→ **Task prompt**: Scan the data below and copy each line where "await" occurs.

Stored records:

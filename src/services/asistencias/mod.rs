pub mod create;
pub mod list;

use actix_web::{HttpRequest, HttpResponse, Result as ActixResult};
use std::sync::Arc;

use crate::storage::Storage;

pub struct AsistenciaService {
    storage: Option<Arc<dyn Storage>>,
}

impl AsistenciaService {
    pub fn new_lazy() -> Self {
        Self { storage: None }
    }

    pub(crate) fn get_storage(&self, request: &HttpRequest) -> Arc<dyn Storage> {
        if let Some(storage) = &self.storage {
            storage.clone()
        } else {
            request
                .app_data::<actix_web::web::Data<Arc<dyn Storage>>>()
                .expect("Storage not found in app data")
                .get_ref()
                .clone()
        }
    }

    pub async fn create_asistencia(
        &self,
        create_request: crate::models::asistencias::requests::CreateAsistenciaRequest,
        request: &HttpRequest,
    ) -> ActixResult<HttpResponse> {
        create::handle_create_asistencia(self, create_request, request).await
    }

    pub async fn list_asistencias(
        &self,
        params: crate::models::asistencias::requests::AsistenciaListParams,
        request: &HttpRequest,
    ) -> ActixResult<HttpResponse> {
        list::handle_list_asistencias(self, params, request).await
    }
}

→ **Exercise solution**:
        create::handle_create_asistencia(self, create_request, request).await
        list::handle_list_asistencias(self, params, request).await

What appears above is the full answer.